The patient’s family told doctors he was a keen hunter who had recently eaten squirrel brains.

It is unknown however if the hunter ate the squirrel’s whole brain or meat contaminated with parts of squirrel brain, said Dr Tara Chen, a medical resident at Rochester Regional Health and lead author of the report.

She came across the 2015 case while compiling a report on cases of the disease observed at her hospital over a five-year-period, which she presented on October 4 at IDWeek – an annual meeting of infectious diseases professionals.
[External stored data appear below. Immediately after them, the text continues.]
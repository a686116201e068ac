use std::sync::Arc;

use async_trait::async_trait;
use optimizer_analytics::RequestAnalysisStore;
use optimizer_common::{OptimizationRecommendation, Result, Strategy};
use optimizer_engine::{OptimizationEngine, PatternRecognitionEngine};
use tokio_util::sync::CancellationToken;

use crate::pipeline::{Next, PipelineBehavior, PipelineRequest, PipelineResponse};

/// Observes request outcomes to keep the pattern-recognition model current,
/// and answers `recommend` queries by combining the model's learned weights
/// with the request type's recent execution metrics. Does not itself apply
/// any strategy; it only recommends one. Shares its [`OptimizationEngine`]
/// with whatever else in the suite calls `get_system_insights`/`dispose`, so
/// both see the same pending-batch and history state.
pub struct AiOptimizationBehavior {
    store: Arc<RequestAnalysisStore>,
    patterns: Arc<PatternRecognitionEngine>,
    engine: Arc<OptimizationEngine>,
}

impl AiOptimizationBehavior {
    pub fn new(
        store: Arc<RequestAnalysisStore>,
        patterns: Arc<PatternRecognitionEngine>,
        engine: Arc<OptimizationEngine>,
    ) -> Self {
        Self {
            store,
            patterns,
            engine,
        }
    }

    pub async fn recommend(&self, request_type: &str) -> Result<OptimizationRecommendation> {
        let request_type = request_type.to_string();
        let Some(metrics) = self.store.metrics_for(&request_type).await else {
            return Ok(OptimizationRecommendation::none(
                "no execution metrics recorded for this request type",
            ));
        };
        let best = self.patterns.best_strategy(&request_type).await;
        self.engine.analyze_request(&metrics, best)
    }

    /// Feeds an outcome back into the pattern model via the shared engine's
    /// batched retraining: how well `strategy` performed relative to the
    /// request type's recent average.
    pub async fn record_outcome(&self, request_type: &str, strategy: Strategy, actual_improvement_ms: f64) {
        let request_type = request_type.to_string();
        let Some(metrics) = self.store.metrics_for(&request_type).await else {
            return;
        };
        if let Err(err) = self
            .engine
            .learn_from_execution(&self.patterns, &request_type, vec![strategy], actual_improvement_ms, metrics)
            .await
        {
            tracing::warn!(error = %err, request_type = %request_type, "failed to record optimization outcome");
        }
    }
}

#[async_trait]
impl PipelineBehavior for AiOptimizationBehavior {
    async fn handle(
        &self,
        request: PipelineRequest,
        next: Next<'_>,
        cancel: CancellationToken,
    ) -> Result<PipelineResponse> {
        // The behavior is a passive observer in the pipeline: it never
        // changes the request or response, only reads the store that the
        // performance-tracking behavior populates elsewhere in the chain.
        next.run(request, cancel).await
    }

    fn name(&self) -> &'static str {
        "ai_optimization"
    }
}
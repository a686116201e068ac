use std::collections::{HashMap, VecDeque};
use std::sync::Arc;

use chrono::Utc;
use optimizer_common::{ExecutionMetrics, RequestType};
use tokio::sync::{Mutex, RwLock};

const MAX_SAMPLES_PER_TYPE: usize = 1000;

struct Accumulator {
    total_executions: u64,
    successful_executions: u64,
    failed_executions: u64,
    recent_times_ms: VecDeque<f64>,
    concurrent_executions: u32,
    memory_allocated_bytes: u64,
    last_execution: chrono::DateTime<Utc>,
    cpu_usage_percent: f32,
    database_calls: u32,
    external_api_calls: u32,
}

impl Accumulator {
    fn new() -> Self {
        Self {
            total_executions: 0,
            successful_executions: 0,
            failed_executions: 0,
            recent_times_ms: VecDeque::new(),
            concurrent_executions: 0,
            memory_allocated_bytes: 0,
            last_execution: Utc::now(),
            cpu_usage_percent: 0.0,
            database_calls: 0,
            external_api_calls: 0,
        }
    }

    fn snapshot(&self, request_type: &RequestType) -> ExecutionMetrics {
        let mut sorted: Vec<f64> = self.recent_times_ms.iter().copied().collect();
        sorted.sort_by(|a, b| a.partial_cmp(b).unwrap());

        ExecutionMetrics {
            request_type: request_type.clone(),
            total_executions: self.total_executions,
            successful_executions: self.successful_executions,
            failed_executions: self.failed_executions,
            average_execution_time_ms: average(&sorted),
            median_execution_time_ms: percentile(&sorted, 0.5),
            p95_execution_time_ms: percentile(&sorted, 0.95),
            p99_execution_time_ms: percentile(&sorted, 0.99),
            concurrent_executions: self.concurrent_executions,
            memory_allocated_bytes: self.memory_allocated_bytes,
            sample_period_seconds: 0,
            last_execution: self.last_execution,
            cpu_usage_percent: self.cpu_usage_percent,
            database_calls: self.database_calls,
            external_api_calls: self.external_api_calls,
        }
    }
}

fn average(sorted: &[f64]) -> f64 {
    if sorted.is_empty() {
        return 0.0;
    }
    sorted.iter().sum::<f64>() / sorted.len() as f64
}

fn percentile(sorted: &[f64], p: f64) -> f64 {
    if sorted.is_empty() {
        return 0.0;
    }
    let rank = (p * (sorted.len() as f64 - 1.0)).round() as usize;
    sorted[rank.min(sorted.len() - 1)]
}

/// Parameters for a single recorded execution.
#[derive(Debug, Clone)]
pub struct ExecutionRecord {
    pub duration_ms: f64,
    pub success: bool,
    pub memory_allocated_bytes: u64,
    pub database_calls: u32,
    pub external_api_calls: u32,
    pub cpu_usage_percent: f32,
}

/// Per-request-type execution metrics, locked independently so that writes
/// to unrelated request types never contend with each other.
pub struct RequestAnalysisStore {
    types: RwLock<HashMap<RequestType, Arc<Mutex<Accumulator>>>>,
}

impl RequestAnalysisStore {
    pub fn new() -> Self {
        Self {
            types: RwLock::new(HashMap::new()),
        }
    }

    async fn accumulator_for(&self, request_type: &RequestType) -> Arc<Mutex<Accumulator>> {
        if let Some(acc) = self.types.read().await.get(request_type) {
            return acc.clone();
        }
        let mut types = self.types.write().await;
        types
            .entry(request_type.clone())
            .or_insert_with(|| Arc::new(Mutex::new(Accumulator::new())))
            .clone()
    }

    pub async fn record_execution(&self, request_type: &RequestType, record: ExecutionRecord) {
        let acc = self.accumulator_for(request_type).await;
        let mut acc = acc.lock().await;
        acc.total_executions += 1;
        if record.success {
            acc.successful_executions += 1;
        } else {
            acc.failed_executions += 1;
        }
        acc.recent_times_ms.push_back(record.duration_ms);
        while acc.recent_times_ms.len() > MAX_SAMPLES_PER_TYPE {
            acc.recent_times_ms.pop_front();
        }
        acc.memory_allocated_bytes += record.memory_allocated_bytes;
        acc.database_calls += record.database_calls;
        acc.external_api_calls += record.external_api_calls;
        acc.cpu_usage_percent = record.cpu_usage_percent;
        acc.last_execution = Utc::now();
    }

    pub async fn begin_concurrent(&self, request_type: &RequestType) {
        let acc = self.accumulator_for(request_type).await;
        acc.lock().await.concurrent_executions += 1;
    }

    pub async fn end_concurrent(&self, request_type: &RequestType) {
        let acc = self.accumulator_for(request_type).await;
        let mut acc = acc.lock().await;
        acc.concurrent_executions = acc.concurrent_executions.saturating_sub(1);
    }

    pub async fn metrics_for(&self, request_type: &RequestType) -> Option<ExecutionMetrics> {
        let acc = self.types.read().await.get(request_type)?.clone();
        let acc = acc.lock().await;
        Some(acc.snapshot(request_type))
    }

    pub async fn all_metrics(&self) -> Vec<ExecutionMetrics> {
        let snapshot: Vec<_> = self.types.read().await.iter().map(|(k, v)| (k.clone(), v.clone())).collect();
        let mut out = Vec::with_capacity(snapshot.len());
        for (request_type, acc) in snapshot {
            out.push(acc.lock().await.snapshot(&request_type));
        }
        out
    }

    pub async fn request_types(&self) -> Vec<RequestType> {
        self.types.read().await.keys().cloned().collect()
    }

    pub async fn remove(&self, request_type: &RequestType) {
        self.types.write().await.remove(request_type);
    }

    pub async fn clear(&self) {
        self.types.write().await.clear();
    }
}

impl Default for RequestAnalysisStore {
    fn default() -> Self {
        Self::new()
    }
}

#[cfg(test)]
mod tests {
    use super::*;

    fn record(ms: f64, success: bool) -> ExecutionRecord {
        ExecutionRecord {
            duration_ms: ms,
            success,
            memory_allocated_bytes: 0,
            database_calls: 0,
            external_api_calls: 0,
            cpu_usage_percent: 0.0,
        }
    }

    #[tokio::test]
    async fn totals_are_internally_consistent() {
        let store = RequestAnalysisStore::new();
        store.record_execution(&"GetOrder".to_string(), record(10.0, true)).await;
        store.record_execution(&"GetOrder".to_string(), record(20.0, false)).await;
        let metrics = store.metrics_for(&"GetOrder".to_string()).await.unwrap();
        assert!(metrics.validate().is_ok());
        assert_eq!(metrics.total_executions, 2);
        assert_eq!(metrics.successful_executions, 1);
        assert_eq!(metrics.failed_executions, 1);
    }

    #[tokio::test]
    async fn unknown_request_type_yields_none() {
        let store = RequestAnalysisStore::new();
        assert!(store.metrics_for(&"Nope".to_string()).await.is_none());
    }

    #[tokio::test]
    async fn percentiles_reflect_recorded_samples() {
        let store = RequestAnalysisStore::new();
        for ms in [10.0, 20.0, 30.0, 40.0, 50.0] {
            store.record_execution(&"Search".to_string(), record(ms, true)).await;
        }
        let metrics = store.metrics_for(&"Search".to_string()).await.unwrap();
        assert_eq!(metrics.median_execution_time_ms, 30.0);
        assert_eq!(metrics.p99_execution_time_ms, 50.0);
    }

    #[tokio::test]
    async fn concurrent_counter_tracks_in_flight_executions() {
        let store = RequestAnalysisStore::new();
        let rt = "Batch".to_string();
        store.begin_concurrent(&rt).await;
        store.begin_concurrent(&rt).await;
        store.end_concurrent(&rt).await;
        let metrics = store.metrics_for(&rt).await.unwrap();
        assert_eq!(metrics.concurrent_executions, 1);
    }
}
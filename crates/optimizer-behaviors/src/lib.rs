pub mod ai_optimization;
pub mod caching;
pub mod load_metrics;
pub mod performance_tracking;
pub mod pipeline;
pub mod plugins;

pub use ai_optimization::AiOptimizationBehavior;
pub use caching::CachingBehavior;
pub use load_metrics::SystemLoadMetricsProvider;
pub use performance_tracking::PerformanceTrackingBehavior;
pub use pipeline::{Next, PipelineBehavior, PipelineRequest, PipelineResponse, SharedBehavior};
pub use plugins::{
    ActiveRequestCounter, CachingPolicyProvider, ForecastingHook, MetricsExporter, NullMetricsExporter,
    PerTypeCachingPolicyProvider, RecommendationCache, StaticCachingPolicyProvider, SystemResourceProvider,
};
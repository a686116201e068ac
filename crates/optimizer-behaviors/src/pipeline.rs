use std::collections::HashMap;
use std::sync::Arc;

use async_trait::async_trait;
use optimizer_common::{RequestType, Result};
use tokio_util::sync::CancellationToken;

/// A transport-agnostic request passing through the optimization pipeline.
/// `request_type` is the key every analytics/pattern component keys its
/// state on; `payload` is opaque to the pipeline itself.
#[derive(Debug, Clone)]
pub struct PipelineRequest {
    pub id: uuid::Uuid,
    pub request_type: RequestType,
    pub payload: serde_json::Value,
    pub metadata: HashMap<String, String>,
}

impl PipelineRequest {
    pub fn new(request_type: impl Into<RequestType>, payload: serde_json::Value) -> Self {
        Self {
            id: uuid::Uuid::new_v4(),
            request_type: request_type.into(),
            payload,
            metadata: HashMap::new(),
        }
    }
}

#[derive(Debug, Clone)]
pub struct PipelineResponse {
    pub payload: serde_json::Value,
    pub served_from_cache: bool,
}

impl PipelineResponse {
    pub fn new(payload: serde_json::Value) -> Self {
        Self {
            payload,
            served_from_cache: false,
        }
    }
}

/// The remaining pipeline, invoked by a behavior to continue the chain.
/// Boxed because each behavior wraps the one after it, the same layering
/// idiom a tower-style middleware stack uses.
pub struct Next<'a> {
    inner: Box<dyn FnOnce(PipelineRequest, CancellationToken) -> BoxFuture<'a> + Send + 'a>,
}

type BoxFuture<'a> = std::pin::Pin<Box<dyn std::future::Future<Output = Result<PipelineResponse>> + Send + 'a>>;

impl<'a> Next<'a> {
    pub fn new<F>(f: F) -> Self
    where
        F: FnOnce(PipelineRequest, CancellationToken) -> BoxFuture<'a> + Send + 'a,
    {
        Self { inner: Box::new(f) }
    }

    pub async fn run(self, request: PipelineRequest, cancel: CancellationToken) -> Result<PipelineResponse> {
        (self.inner)(request, cancel).await
    }
}

/// One stage in the optimization pipeline. Behaviors compose by calling
/// `next.run(..)` themselves, so they can inspect/modify both the request
/// on the way in and the response on the way out.
#[async_trait]
pub trait PipelineBehavior: Send + Sync {
    async fn handle(
        &self,
        request: PipelineRequest,
        next: Next<'_>,
        cancel: CancellationToken,
    ) -> Result<PipelineResponse>;

    fn name(&self) -> &'static str;
}

pub type SharedBehavior = Arc<dyn PipelineBehavior>;

#[cfg(test)]
mod tests {
    use super::*;
    use optimizer_common::Error;

    struct Echo;

    #[async_trait]
    impl PipelineBehavior for Echo {
        async fn handle(
            &self,
            request: PipelineRequest,
            _next: Next<'_>,
            cancel: CancellationToken,
        ) -> Result<PipelineResponse> {
            if cancel.is_cancelled() {
                return Err(Error::Cancelled);
            }
            Ok(PipelineResponse::new(request.payload))
        }

        fn name(&self) -> &'static str {
            "echo"
        }
    }

    #[tokio::test]
    async fn behavior_runs_to_completion() {
        let behavior = Echo;
        let request = PipelineRequest::new("Search", serde_json::json!({"q": "rust"}));
        let cancel = CancellationToken::new();
        let next = Next::new(|req, _| Box::pin(async move { Ok(PipelineResponse::new(req.payload)) }));
        let response = behavior.handle(request, next, cancel).await.unwrap();
        assert_eq!(response.payload, serde_json::json!({"q": "rust"}));
    }

    #[tokio::test]
    async fn cancellation_short_circuits() {
        let behavior = Echo;
        let request = PipelineRequest::new("Search", serde_json::json!(null));
        let cancel = CancellationToken::new();
        cancel.cancel();
        let next = Next::new(|req, _| Box::pin(async move { Ok(PipelineResponse::new(req.payload)) }));
        let result = behavior.handle(request, next, cancel).await;
        assert!(matches!(result, Err(Error::Cancelled)));
    }
}
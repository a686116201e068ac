use std::collections::{HashMap, VecDeque};
use std::sync::Arc;

use chrono::{DateTime, Duration, Utc};
use optimizer_common::{ForecastingHook, TimeSeriesPoint};
use tokio::sync::RwLock;
use tracing::debug;

/// A bounded, per-key append-only series. Oldest points are dropped once a
/// key's queue reaches `max_points_per_key`, the same FIFO-eviction shape
/// used by the cache's access-order bookkeeping. An optional forecasting
/// plug-in answers `forecast` queries; without one, `forecast` always
/// returns `None`.
pub struct TimeSeriesStore {
    series: RwLock<HashMap<String, VecDeque<TimeSeriesPoint>>>,
    max_points_per_key: usize,
    forecasting_hook: Option<Arc<dyn ForecastingHook>>,
}

impl TimeSeriesStore {
    pub fn new(max_points_per_key: usize) -> Self {
        Self {
            series: RwLock::new(HashMap::new()),
            max_points_per_key,
            forecasting_hook: None,
        }
    }

    pub fn with_forecasting_hook(max_points_per_key: usize, hook: Arc<dyn ForecastingHook>) -> Self {
        Self {
            series: RwLock::new(HashMap::new()),
            max_points_per_key,
            forecasting_hook: Some(hook),
        }
    }

    pub async fn record(&self, key: impl Into<String>, value: f64, timestamp: DateTime<Utc>) {
        let key = key.into();
        let mut series = self.series.write().await;
        let queue = series.entry(key.clone()).or_insert_with(VecDeque::new);
        queue.push_back(TimeSeriesPoint::new(key, value, timestamp));
        while queue.len() > self.max_points_per_key {
            queue.pop_front();
        }
    }

    pub async fn record_now(&self, key: impl Into<String>, value: f64) {
        self.record(key, value, Utc::now()).await;
    }

    pub async fn series(&self, key: &str) -> Vec<TimeSeriesPoint> {
        self.series
            .read()
            .await
            .get(key)
            .map(|q| q.iter().cloned().collect())
            .unwrap_or_default()
    }

    pub async fn latest(&self, key: &str) -> Option<TimeSeriesPoint> {
        self.series.read().await.get(key)?.back().cloned()
    }

    /// The most recent `n` points for a key, oldest first. Fewer than `n`
    /// are returned if the series doesn't hold that many yet.
    pub async fn tail(&self, key: &str, n: usize) -> Vec<TimeSeriesPoint> {
        let series = self.series.read().await;
        let Some(queue) = series.get(key) else {
            return Vec::new();
        };
        let skip = queue.len().saturating_sub(n);
        queue.iter().skip(skip).cloned().collect()
    }

    /// All points recorded within `window` of now.
    pub async fn range(&self, key: &str, window: Duration) -> Vec<TimeSeriesPoint> {
        let cutoff = Utc::now() - window;
        self.series
            .read()
            .await
            .get(key)
            .map(|q| q.iter().filter(|p| p.timestamp >= cutoff).cloned().collect())
            .unwrap_or_default()
    }

    /// Asks the configured forecasting plug-in for a prediction `horizon`
    /// out. `None` if no hook is wired in or the hook declines to answer.
    pub async fn forecast(&self, key: &str, horizon: Duration) -> Option<f64> {
        self.forecasting_hook.as_ref()?.forecast(key, horizon).await
    }

    pub async fn point_count(&self, key: &str) -> usize {
        self.series.read().await.get(key).map(|q| q.len()).unwrap_or(0)
    }

    pub async fn key_count(&self) -> usize {
        self.series.read().await.len()
    }

    pub async fn keys(&self) -> Vec<String> {
        self.series.read().await.keys().cloned().collect()
    }

    /// Mean and population standard deviation over the retained window.
    pub async fn mean_and_stddev(&self, key: &str) -> Option<(f64, f64)> {
        let series = self.series.read().await;
        let queue = series.get(key)?;
        if queue.is_empty() {
            return None;
        }
        let n = queue.len() as f64;
        let mean = queue.iter().map(|p| p.value).sum::<f64>() / n;
        let variance = queue.iter().map(|p| (p.value - mean).powi(2)).sum::<f64>() / n;
        Some((mean, variance.sqrt()))
    }

    pub async fn clear_key(&self, key: &str) {
        self.series.write().await.remove(key);
    }

    pub async fn clear_all(&self) {
        self.series.write().await.clear();
    }

    /// Drops points older than `cutoff` across all keys, returning the
    /// number of points removed.
    pub async fn evict_older_than(&self, cutoff: DateTime<Utc>) -> usize {
        let mut series = self.series.write().await;
        let mut removed = 0;
        for queue in series.values_mut() {
            let before = queue.len();
            queue.retain(|p| p.timestamp >= cutoff);
            removed += before - queue.len();
        }
        if removed > 0 {
            debug!(removed, "evicted stale time-series points");
        }
        removed
    }
}
pub mod connection_metrics;
pub mod health_scorer;
pub mod request_analysis;
pub mod system_metrics;

pub use connection_metrics::{ConnectionEstimateInputs, ConnectionEstimator, ConnectionMetricsCollector};
pub use health_scorer::HealthScorer;
pub use request_analysis::{ExecutionRecord, RequestAnalysisStore};
pub use system_metrics::{RawLoadInputs, SystemMetricsCalculator};
use std::path::{Path, PathBuf};

use anyhow::{Context, Result};
use serde::{Deserialize, Serialize};

use crate::core::ExchangeKind;

/// Where the relay's broker lives and which exchange it talks to.
#[derive(Debug, Clone, PartialEq, Eq, Serialize, Deserialize)]
#[serde(default)]
pub struct BrokerConfig {
    pub host: String,
    pub port: u16,
    pub virtual_host: String,
    pub username: String,
    pub password: String,
    pub exchange: String,
    pub exchange_kind: ExchangeKind,
    pub exchange_durable: bool,
}

impl Default for BrokerConfig {
    fn default() -> Self {
        Self {
            host: "localhost".to_string(),
            port: 5672,
            virtual_host: "/".to_string(),
            username: "guest".to_string(),
            password: "guest".to_string(),
            exchange: "barter.chat".to_string(),
            exchange_kind: ExchangeKind::Topic,
            exchange_durable: true,
        }
    }
}

#[derive(Debug, Clone, PartialEq, Eq, Serialize, Deserialize)]
#[serde(default)]
pub struct RelayConfig {
    pub broker: BrokerConfig,
    pub consumer_tag_prefix: String,
    pub command_capacity: usize,
}

impl Default for RelayConfig {
    fn default() -> Self {
        Self {
            broker: BrokerConfig::default(),
            consumer_tag_prefix: "barter".to_string(),
            command_capacity: 64,
        }
    }
}

#[derive(Debug, Clone, PartialEq, Eq, Serialize, Deserialize)]
#[serde(default)]
pub struct BackupConfig {
    pub database_path: PathBuf,
    pub backup_path: PathBuf,
}

impl Default for BackupConfig {
    fn default() -> Self {
        Self {
            database_path: PathBuf::from("barter_chat.db"),
            backup_path: PathBuf::from("chat_backup.json"),
        }
    }
}

#[derive(Debug, Clone, Default, PartialEq, Eq, Serialize, Deserialize)]
#[serde(default)]
pub struct AppConfig {
    pub relay: RelayConfig,
    pub backup: BackupConfig,
    pub log_level: Option<String>,
}

impl AppConfig {
    /// Reads a JSON config file; absent keys keep their defaults.
    pub fn from_file(path: impl AsRef<Path>) -> Result<Self> {
        let path = path.as_ref();
        let raw = std::fs::read_to_string(path)
            .with_context(|| format!("Failed to read config file {}", path.display()))?;
        Self::from_json(&raw).with_context(|| format!("Invalid config file {}", path.display()))
    }

    pub fn from_json(raw: &str) -> Result<Self> {
        let config: AppConfig = serde_json::from_str(raw).context("Failed to parse configuration")?;
        config.validate()?;
        Ok(config)
    }

    pub fn validate(&self) -> Result<()> {
        let broker = &self.relay.broker;
        if broker.host.trim().is_empty() {
            anyhow::bail!("broker host must not be empty");
        }
        if broker.port == 0 {
            anyhow::bail!("broker port must not be zero");
        }
        if self.relay.command_capacity == 0 {
            anyhow::bail!("relay command_capacity must be at least 1");
        }
        Ok(())
    }
}

#[cfg(test)]
mod tests {
    use super::*;

    #[test]
    fn defaults_point_at_local_broker() {
        let config = AppConfig::default();
        assert_eq!(config.relay.broker.host, "localhost");
        assert_eq!(config.relay.broker.port, 5672);
        assert_eq!(config.relay.broker.virtual_host, "/");
        assert_eq!(config.relay.broker.exchange_kind, ExchangeKind::Topic);
        assert_eq!(config.backup.backup_path, PathBuf::from("chat_backup.json"));
        assert!(config.log_level.is_none());
    }

    #[test]
    fn partial_json_keeps_defaults() {
        let config = AppConfig::from_json(
            r#"{"relay": {"broker": {"host": "mq.barter.li", "exchange_kind": "fanout"}}, "log_level": "debug"}"#,
        )
        .unwrap();
        assert_eq!(config.relay.broker.host, "mq.barter.li");
        assert_eq!(config.relay.broker.exchange_kind, ExchangeKind::Fanout);
        assert_eq!(config.relay.broker.port, 5672);
        assert_eq!(config.relay.consumer_tag_prefix, "barter");
        assert_eq!(config.log_level.as_deref(), Some("debug"));
    }

    #[test]
    fn rejects_unknown_exchange_kind() {
        assert!(AppConfig::from_json(r#"{"relay": {"broker": {"exchange_kind": "headers"}}}"#).is_err());
    }

    #[test]
    fn rejects_zero_port() {
        assert!(AppConfig::from_json(r#"{"relay": {"broker": {"port": 0}}}"#).is_err());
    }

    #[test]
    fn loads_from_file() {
        let dir = tempfile::tempdir().unwrap();
        let path = dir.path().join("barter.json");
        std::fs::write(&path, r#"{"backup": {"backup_path": "/tmp/chats.json"}}"#).unwrap();
        let config = AppConfig::from_file(&path).unwrap();
        assert_eq!(config.backup.backup_path, PathBuf::from("/tmp/chats.json"));
        assert!(AppConfig::from_file(dir.path().join("missing.json")).is_err());
    }
}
Symptoms of CJD usually begin to appear around age 60 and include depression, anxiety, memory loss, personality changes, impaired thinking, difficulty swallowing and difficulty speaking.

The mental deterioration is rapid, usually occurring within a few months of eating the contaminated meat.

Many sufferers lapse into coma and about 70 percent die within a year. There is no treatment or cure for the disease.

Doctors at Rochester Regional Health, who wrote the report, noted they were shocked when four of the exceptionally rare suspected cases of CJD were presented between November 2017 and April 2018.